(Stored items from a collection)
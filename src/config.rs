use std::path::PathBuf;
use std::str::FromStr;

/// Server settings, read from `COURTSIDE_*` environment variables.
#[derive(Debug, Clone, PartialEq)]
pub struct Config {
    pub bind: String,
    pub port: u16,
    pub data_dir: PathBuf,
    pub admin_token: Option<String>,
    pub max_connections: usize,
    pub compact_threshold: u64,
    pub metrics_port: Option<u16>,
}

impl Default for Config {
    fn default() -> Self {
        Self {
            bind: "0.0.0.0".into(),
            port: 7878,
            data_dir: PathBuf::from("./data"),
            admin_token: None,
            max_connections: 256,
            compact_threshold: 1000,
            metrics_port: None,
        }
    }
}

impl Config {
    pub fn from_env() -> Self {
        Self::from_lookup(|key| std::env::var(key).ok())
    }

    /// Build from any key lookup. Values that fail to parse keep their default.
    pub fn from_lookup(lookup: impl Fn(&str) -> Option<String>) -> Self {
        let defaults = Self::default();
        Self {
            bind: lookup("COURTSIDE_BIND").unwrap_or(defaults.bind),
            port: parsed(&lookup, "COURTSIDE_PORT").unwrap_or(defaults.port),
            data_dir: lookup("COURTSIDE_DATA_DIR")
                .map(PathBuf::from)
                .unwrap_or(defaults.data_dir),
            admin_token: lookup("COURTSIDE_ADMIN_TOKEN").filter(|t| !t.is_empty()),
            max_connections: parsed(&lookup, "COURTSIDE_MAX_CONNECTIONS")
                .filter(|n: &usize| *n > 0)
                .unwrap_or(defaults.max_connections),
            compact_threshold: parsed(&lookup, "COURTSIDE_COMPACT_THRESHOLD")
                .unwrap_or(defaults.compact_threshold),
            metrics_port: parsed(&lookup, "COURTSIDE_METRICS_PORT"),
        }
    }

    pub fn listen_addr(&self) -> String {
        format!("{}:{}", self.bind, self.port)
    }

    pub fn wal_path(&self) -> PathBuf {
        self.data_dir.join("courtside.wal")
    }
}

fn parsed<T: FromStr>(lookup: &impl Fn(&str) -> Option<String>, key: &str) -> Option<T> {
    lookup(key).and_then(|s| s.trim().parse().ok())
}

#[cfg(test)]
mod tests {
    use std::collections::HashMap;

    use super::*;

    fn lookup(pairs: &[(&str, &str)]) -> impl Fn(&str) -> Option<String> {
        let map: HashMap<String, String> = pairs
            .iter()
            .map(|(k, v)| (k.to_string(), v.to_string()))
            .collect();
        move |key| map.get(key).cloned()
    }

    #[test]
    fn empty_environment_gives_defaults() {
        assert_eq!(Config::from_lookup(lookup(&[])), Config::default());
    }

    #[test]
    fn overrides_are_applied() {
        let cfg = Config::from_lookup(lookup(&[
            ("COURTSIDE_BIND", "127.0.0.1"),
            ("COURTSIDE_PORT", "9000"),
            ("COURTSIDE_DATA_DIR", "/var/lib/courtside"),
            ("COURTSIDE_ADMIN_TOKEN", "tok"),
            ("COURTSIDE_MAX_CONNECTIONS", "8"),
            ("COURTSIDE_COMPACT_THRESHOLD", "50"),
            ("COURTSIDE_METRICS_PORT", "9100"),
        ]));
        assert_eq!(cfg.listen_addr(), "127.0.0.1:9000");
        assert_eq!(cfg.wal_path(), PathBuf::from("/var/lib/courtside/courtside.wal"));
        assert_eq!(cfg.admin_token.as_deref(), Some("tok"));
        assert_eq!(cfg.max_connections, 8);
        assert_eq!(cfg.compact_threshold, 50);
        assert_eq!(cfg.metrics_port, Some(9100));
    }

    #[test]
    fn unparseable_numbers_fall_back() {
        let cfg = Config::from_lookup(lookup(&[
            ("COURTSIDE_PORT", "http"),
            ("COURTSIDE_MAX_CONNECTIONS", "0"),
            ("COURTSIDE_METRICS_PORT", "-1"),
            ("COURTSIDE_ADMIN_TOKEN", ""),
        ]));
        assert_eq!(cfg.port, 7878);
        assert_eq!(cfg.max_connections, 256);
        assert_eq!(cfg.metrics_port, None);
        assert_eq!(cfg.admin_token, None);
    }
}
--
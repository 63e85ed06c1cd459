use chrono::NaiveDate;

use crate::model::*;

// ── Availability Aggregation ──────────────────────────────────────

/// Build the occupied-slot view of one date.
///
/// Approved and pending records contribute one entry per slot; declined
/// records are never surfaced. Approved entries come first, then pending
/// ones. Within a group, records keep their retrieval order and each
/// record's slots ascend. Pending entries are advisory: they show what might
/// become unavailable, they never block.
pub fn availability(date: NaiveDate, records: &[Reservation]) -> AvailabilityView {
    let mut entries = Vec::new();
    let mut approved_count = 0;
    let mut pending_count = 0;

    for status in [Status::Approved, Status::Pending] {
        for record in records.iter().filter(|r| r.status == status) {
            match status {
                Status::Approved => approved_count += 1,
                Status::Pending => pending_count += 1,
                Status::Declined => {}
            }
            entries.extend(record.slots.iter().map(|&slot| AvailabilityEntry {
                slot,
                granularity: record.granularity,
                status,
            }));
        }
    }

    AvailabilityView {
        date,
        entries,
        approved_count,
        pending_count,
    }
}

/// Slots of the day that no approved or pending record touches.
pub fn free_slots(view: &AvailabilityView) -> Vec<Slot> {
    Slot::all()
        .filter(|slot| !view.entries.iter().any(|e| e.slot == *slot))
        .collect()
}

ACTIVITY — Every line in the data that holds the string "entries" should be copied.

RESULT OF THIS EXERCISE —
/// records are never surfaced. Approved entries come first, then pending
/// record's slots ascend. Pending entries are advisory: they show what might
    let mut entries = Vec::new();
            entries.extend(record.slots.iter().map(|&slot| AvailabilityEntry {
        entries,
        .filter(|slot| !view.entries.iter().any(|e| e.slot == *slot))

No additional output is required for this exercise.